There’s a quotation that is (probably erroneously) attributed to Ginger Rogers about how she did everything Fred Astaire did, but backwards and in high heels. This quotation is often used to talk about how women must work twice as hard and overcome greater hurdles to accomplish the same things as a man. There’s also an element of unseen, unpraised labor in the quote; Ginger Rogers is doing all of this extra work, but few remark on how much more difficult it is, or how much she is overcoming. It’s just totally normal for her to have to put in that much effort.

I was thinking of that quote after the first procedural healthcare vote, when I started to see Facebook posts about Senator Mazie Hirono. Senator Hirono is a totally awesome person that I shamefully knew too little about before now. She is the first Asian-American woman elected to the Senate, and is the first female Senator from Hawaii. She is also the first US Senator to be born in Japan, and the first Buddhist Senator. But more relevant to the whole “Ginger Rogers” thing and my feelings after the healthcare vote, Senator Hirono was diagnosed with Stage 4 kidney cancer in May and undergone two surgeries regarding it—one to remove a kidney, and one to remove a lesion on her rib. And unlike that other Senator who was recently diagnosed with cancer, underwent surgery, and returned to the Senate for a vote, Hirono didn’t get a standing ovation, or floor time for a big speech. Oh, and she also didn’t fucking vote to deprive other people of the same healthcare that was saving her life. Along with all of the other Democratic Senators, Hirono voted against the advance of the Trumpcare bill.
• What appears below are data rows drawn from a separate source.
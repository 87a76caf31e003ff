use crate::cli::Cli;
use crate::output::{output_error, output_list, output_success};
use clap::CommandFactory;
use doccards_domain::seed::seeded_board;
use doccards_domain::FileMeta;
use doccards_tui::host::read_file_meta;
use serde::Serialize;
use std::path::PathBuf;

#[derive(Serialize)]
struct SizeEntry {
    path: String,
    #[serde(flatten)]
    file: FileMeta,
    size_label: String,
}

pub fn handle_seed() -> anyhow::Result<()> {
    output_success(seeded_board())?;
    Ok(())
}

pub async fn handle_size(files: Vec<PathBuf>) -> anyhow::Result<()> {
    let mut entries = Vec::with_capacity(files.len());
    for path in files {
        let file = match read_file_meta(&path).await {
            Ok(file) => file,
            Err(e) => output_error(&format!("{}: {}", path.display(), e)),
        };
        entries.push(SizeEntry {
            path: path.display().to_string(),
            size_label: file.size_label(),
            file,
        });
    }
    output_list(entries)?;
    Ok(())
}

pub fn handle_completions(shell: clap_complete::Shell) {
    let mut command = Cli::command();
    clap_complete::generate(shell, &mut command, "doccards", &mut std::io::stdout());
}
use std::path::PathBuf;
use thiserror::Error;

#[derive(Error, Debug)]
pub enum DocCardsError {
    #[error("Validation error: {0}")]
    Validation(String),

    #[error("IO error: {0}")]
    Io(#[from] std::io::Error),

    #[error("Invalid config at {path}: {source}")]
    Config {
        path: PathBuf,
        #[source]
        source: toml::de::Error,
    },
}
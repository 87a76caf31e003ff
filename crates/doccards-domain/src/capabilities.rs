//! Host-provided capabilities.
//!
//! The card logic never talks to a file system, a dialog or a download
//! manager directly. The host hands it these three traits, and each one may
//! suspend while the user answers.

use async_trait::async_trait;
use std::sync::Arc;

use crate::file::{FileHandle, FileMeta};

#[cfg_attr(test, mockall::automock)]
#[async_trait]
pub trait FilePicker: Send + Sync {
    /// Let the user choose a file. `None` means the picker was dismissed.
    async fn open(&self) -> Option<FileMeta>;
}

#[cfg_attr(test, mockall::automock)]
#[async_trait]
pub trait FileDownloader: Send + Sync {
    /// Hand content to the host's save/download mechanism. Fire-and-forget:
    /// failures are the host's to report.
    async fn save(&self, content: FileHandle, suggested_name: String);
}

#[cfg_attr(test, mockall::automock)]
#[async_trait]
pub trait ConfirmPrompt: Send + Sync {
    /// Ask a yes/no question. Dismissing the prompt counts as "no".
    async fn ask(&self, message: &str) -> bool;
}

#[derive(Clone)]
pub struct Capabilities {
    pub picker: Arc<dyn FilePicker>,
    pub downloader: Arc<dyn FileDownloader>,
    pub confirm: Arc<dyn ConfirmPrompt>,
}

impl Capabilities {
    pub fn new(
        picker: Arc<dyn FilePicker>,
        downloader: Arc<dyn FileDownloader>,
        confirm: Arc<dyn ConfirmPrompt>,
    ) -> Self {
        Self {
            picker,
            downloader,
            confirm,
        }
    }
}
use serde::{Deserialize, Serialize};

use crate::file::{AttachedFile, FileMeta};
use crate::tag::Tag;

pub type CardId = u32;

pub const NEW_CARD_DESCRIPTION: &str = "New document - Upload a file";
pub const EMPTY_SIZE_LABEL: &str = "0mb";

#[derive(Debug, Clone, PartialEq, Serialize, Deserialize)]
pub struct CardRecord {
    pub id: CardId,
    pub description: String,
    pub size_label: String,
    /// Corner action is delete when set, download otherwise.
    pub deletable: bool,
    pub tag: Tag,
    #[serde(default)]
    pub attached_file: Option<AttachedFile>,
}

impl CardRecord {
    /// A fresh slot waiting for an upload.
    pub fn new(id: CardId) -> Self {
        Self {
            id,
            description: NEW_CARD_DESCRIPTION.to_string(),
            size_label: EMPTY_SIZE_LABEL.to_string(),
            deletable: true,
            tag: Tag::upload(),
            attached_file: None,
        }
    }

    pub fn has_file(&self) -> bool {
        self.attached_file.is_some()
    }

    pub fn update_description(&mut self, description: String) {
        self.description = description;
    }

    /// Attaching always wins over whatever label, size and tag the card had.
    pub fn attach(&mut self, file: FileMeta) {
        self.description = file.name.clone();
        self.size_label = file.size_label();
        self.tag = Tag::download_now();
        self.attached_file = Some(file);
    }
}
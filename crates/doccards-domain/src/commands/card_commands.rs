use super::Command;
use crate::{CardBoard, CardId, FileMeta};

fn log_if_stale(board: &CardBoard, card_id: CardId) {
    if !board.contains(card_id) {
        tracing::debug!("Card {} is no longer on the board, ignoring", card_id);
    }
}

/// Append a new upload-ready card
pub struct AddCard;

impl Command for AddCard {
    fn execute(&self, board: &CardBoard) -> CardBoard {
        let next = board.add_card();
        tracing::debug!("Added card {}", board.next_id());
        next
    }

    fn description(&self) -> String {
        "Add card".to_string()
    }
}

/// Remove a card. Only issued after the user confirmed.
pub struct DeleteCard {
    pub card_id: CardId,
}

impl Command for DeleteCard {
    fn execute(&self, board: &CardBoard) -> CardBoard {
        log_if_stale(board, self.card_id);
        board.delete_card(self.card_id)
    }

    fn description(&self) -> String {
        format!("Delete card {}", self.card_id)
    }
}

pub struct EditDescription {
    pub card_id: CardId,
    pub description: String,
}

impl Command for EditDescription {
    fn execute(&self, board: &CardBoard) -> CardBoard {
        log_if_stale(board, self.card_id);
        board.edit_description(self.card_id, &self.description)
    }

    fn description(&self) -> String {
        format!("Edit description of card {}", self.card_id)
    }
}

/// Attach a picked file, which also turns the tag into "Download Now"
pub struct AttachFile {
    pub card_id: CardId,
    pub file: FileMeta,
}

impl Command for AttachFile {
    fn execute(&self, board: &CardBoard) -> CardBoard {
        log_if_stale(board, self.card_id);
        board.attach_file(self.card_id, self.file.clone())
    }

    fn description(&self) -> String {
        format!("Attach '{}' to card {}", self.file.name, self.card_id)
    }
}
Unlike other, incredibly hypocritical Senators that we could name, Hirono seems very aware of her privilege (though it should be a right) regarding her excellent healthcare, and is dedicated to ensuring that all US citizens have the same opportunities she does. Addressing the Senate in June, Hirono said:

“I was able to sit down with my doctors and decide how I would fight my cancer, not how I would pay for treatment. No one should have to worry about whether they can afford the healthcare that one day might save their life. Healthcare is personal, and it is a right, not a privilege reserved only for those who can afford it.”

If we’re looking for a profile in courage, for an elected official who is admirable in the face of adversity and still fighting hard for their constituents, we should be looking at Senator Hirono. She’s doing everything Senator McCain is doing, but backwards and in heels. And she has the actual conviction to ensure that everyone has access to the same healthcare that she does.



Edited to add: McCain flip-flopped again, and apparently decided to do the right thing. Of course, he got credit, applause, and media platitudes for his last minute change of heart, while Susan Collins and Lisa Murkowski, who consistently voted to do the right thing even in the face of presidential intimidation, got little to no recognition. Thank you for saving our healthcare, Senators Collins and Murkowski. Keep dancing backwards in those heels.


Elle Irise is a regular contributor to This Week In Tomorrow. When she’s not misquoting Ginger Rogers, she studies gender in popular culture.